Open tcoopman opened 5 years ago
It happens to me too, but without any "exit", just by making a process send a message to another process:
open Reactor.System;
Reactor.Node.(Policy.default() |> setup);
let printer = spawn((ctx, _) => `Become(0), 0);
let _ =
spawn(
(ctx, state) => {
printer <- "hello";
`Become(state);
},
0,
);
Reactor.Node.run();
It also looks like there is some kind of race condition here. I'm just running the following code:
Fmt_tty.setup_std_outputs();
Logs.set_level(Some(Logs.Debug));
Logs.set_reporter(Logs_fmt.reporter());
open Reactor.System;
Reactor.Node.(Policy.default() |> setup);
let _ = spawn((ctx, state) => exit(), 0);
Reactor.Node.run();
There are times it exits successfully, and the tail looks like:
TestFrameworkApp.exe: [DEBUG] [26298] Tasks queue has 0 tasks
TestFrameworkApp.exe: [DEBUG] [26299] Receiving tasks...

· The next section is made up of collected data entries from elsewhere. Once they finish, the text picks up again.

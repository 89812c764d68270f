//! Declarative transform catalog
//!
//! The known transform steps and their option vocabulary as one static
//! table, so adding a server-side transform is a data change, not a new
//! type. The builder never consults this table; [`check`] is an advisory
//! lint a caller can run before shipping a pipeline, and unknown step names
//! pass unchallenged so newer server transforms keep working.

use super::error::TransformError;
use super::step::Transform;
use super::value::OptionValue;

/// The kind of value an option accepts
#[derive(Debug, Clone, Copy, PartialEq, Eq)]
pub enum OptionKind {
    Bool,
    Int,
    Float,
    Str,
    Color,
    Symbol,
    List,
    /// Accepts any value kind (e.g. `rotate`'s `deg`, which takes a degree
    /// count or the `exif` symbol)
    Any,
}

impl OptionKind {
    pub fn as_str(&self) -> &'static str {
        match self {
            OptionKind::Bool => "boolean",
            OptionKind::Int => "integer",
            OptionKind::Float => "float",
            OptionKind::Str => "string",
            OptionKind::Color => "color",
            OptionKind::Symbol => "symbol",
            OptionKind::List => "list",
            OptionKind::Any => "any",
        }
    }

    /// Whether a concrete value satisfies this kind. Deliberately lenient at
    /// the seams: integers satisfy float options, strings satisfy symbol and
    /// color options (pre-rendered hex), and `Raw` satisfies everything.
    fn admits(&self, value: &OptionValue) -> bool {
        if matches!(value, OptionValue::Raw(_)) {
            return true;
        }

        match self {
            OptionKind::Bool => matches!(value, OptionValue::Bool(_)),
            OptionKind::Int => matches!(value, OptionValue::Int(_)),
            OptionKind::Float => matches!(value, OptionValue::Float(_) | OptionValue::Int(_)),
            OptionKind::Str => matches!(value, OptionValue::Str(_) | OptionValue::Symbol(_)),
            OptionKind::Color => matches!(value, OptionValue::Color(_) | OptionValue::Str(_)),
            OptionKind::Symbol => matches!(value, OptionValue::Symbol(_) | OptionValue::Str(_)),
            OptionKind::List => matches!(value, OptionValue::List(_)),
            OptionKind::Any => true,
        }
    }
}

/// One allowed option of a step
#[derive(Debug, Clone, Copy)]
pub struct OptionSpec {
    pub name: &'static str,
    pub kind: OptionKind,
}

/// One known transform step and its option vocabulary
#[derive(Debug, Clone, Copy)]
pub struct StepSpec {
    pub name: &'static str,
    pub options: &'static [OptionSpec],
}

const fn opt(name: &'static str, kind: OptionKind) -> OptionSpec {
    OptionSpec { name, kind }
}

/// The known steps. Ranges documented by the server (`1...100` etc.) are
/// intentionally absent: the encoder transmits faithfully and the server
/// validates.
pub const STEPS: &[StepSpec] = &[
    StepSpec {
        name: "resize",
        options: &[
            opt("width", OptionKind::Int),
            opt("height", OptionKind::Int),
            opt("fit", OptionKind::Symbol),
            opt("align", OptionKind::Symbol),
        ],
    },
    StepSpec {
        name: "border",
        options: &[
            opt("width", OptionKind::Int),
            opt("color", OptionKind::Color),
            opt("background", OptionKind::Color),
        ],
    },
    StepSpec {
        name: "circle",
        options: &[opt("background", OptionKind::Color)],
    },
    StepSpec {
        name: "ascii",
        options: &[
            opt("background", OptionKind::Color),
            opt("foreground", OptionKind::Color),
            opt("colored", OptionKind::Bool),
            opt("size", OptionKind::Int),
            opt("reverse", OptionKind::Bool),
        ],
    },
    StepSpec {
        name: "collage",
        options: &[
            opt("width", OptionKind::Int),
            opt("height", OptionKind::Int),
            opt("files", OptionKind::List),
            opt("margin", OptionKind::Int),
            opt("color", OptionKind::Color),
            opt("fit", OptionKind::Symbol),
            opt("autorotate", OptionKind::Bool),
        ],
    },
    StepSpec {
        name: "output",
        options: &[
            opt("format", OptionKind::Symbol),
            opt("background", OptionKind::Color),
            opt("page", OptionKind::Int),
            opt("density", OptionKind::Int),
            opt("compress", OptionKind::Bool),
            // quality takes 1...100 or the `input` symbol
            opt("quality", OptionKind::Any),
            opt("strip", OptionKind::Bool),
            opt("colorspace", OptionKind::Symbol),
            opt("secure", OptionKind::Bool),
            opt("docinfo", OptionKind::Bool),
            opt("pageformat", OptionKind::Symbol),
            opt("pageorientation", OptionKind::Symbol),
        ],
    },
    StepSpec {
        name: "detect_faces",
        options: &[
            opt("minsize", OptionKind::Float),
            opt("maxsize", OptionKind::Float),
            opt("color", OptionKind::Color),
            opt("export", OptionKind::Bool),
        ],
    },
    StepSpec {
        name: "partial_blur",
        options: &[
            opt("objects", OptionKind::List),
            opt("amount", OptionKind::Int),
            opt("blur", OptionKind::Float),
            opt("type", OptionKind::Symbol),
        ],
    },
    StepSpec {
        name: "rotate",
        options: &[
            opt("deg", OptionKind::Any),
            opt("exif", OptionKind::Bool),
            opt("background", OptionKind::Color),
        ],
    },
];

/// Looks up a step spec by name.
pub fn step(name: &str) -> Option<&'static StepSpec> {
    STEPS.iter().find(|spec| spec.name == name)
}

/// Checks a transform against the catalog.
///
/// Unknown step names pass. For known steps, every option must be in the
/// step's vocabulary and carry an admissible value kind.
pub fn check(transform: &Transform) -> Result<(), TransformError> {
    let Some(spec) = step(transform.name()) else {
        return Ok(());
    };

    for (key, value) in transform.options() {
        let option = spec
            .options
            .iter()
            .find(|o| o.name == key)
            .ok_or_else(|| TransformError::unknown_option(transform.name(), key.as_str()))?;

        if !option.kind.admits(value) {
            return Err(TransformError::wrong_kind(
                transform.name(),
                key.as_str(),
                option.kind.as_str(),
            ));
        }
    }

    Ok(())
}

TestFrameworkApp.exe: [DEBUG] [26297] Receiving tasks...
TestFrameworkApp.exe: [DEBUG] [26295] Receiving tasks...
TestFrameworkApp.exe: [DEBUG] [26298] Receiving tasks...
TestFrameworkApp.exe: [DEBUG] [26299] Handling tasks...
TestFrameworkApp.exe: [DEBUG] [26295] Handling tasks...
TestFrameworkApp.exe: [DEBUG] [26297] Handling tasks...
TestFrameworkApp.exe: [DEBUG] [26298] Handling tasks...
TestFrameworkApp.exe: [INFO] [26291] Node shutting down...
However, when it fails, it looks something like:
TestFrameworkApp.exe: [DEBUG] [26198] Tasks queue has 0 tasks
TestFrameworkApp.exe: [DEBUG] [26199] Tasks queue has 0 tasks
TestFrameworkApp.exe: [DEBUG] [26198] Receiving tasks...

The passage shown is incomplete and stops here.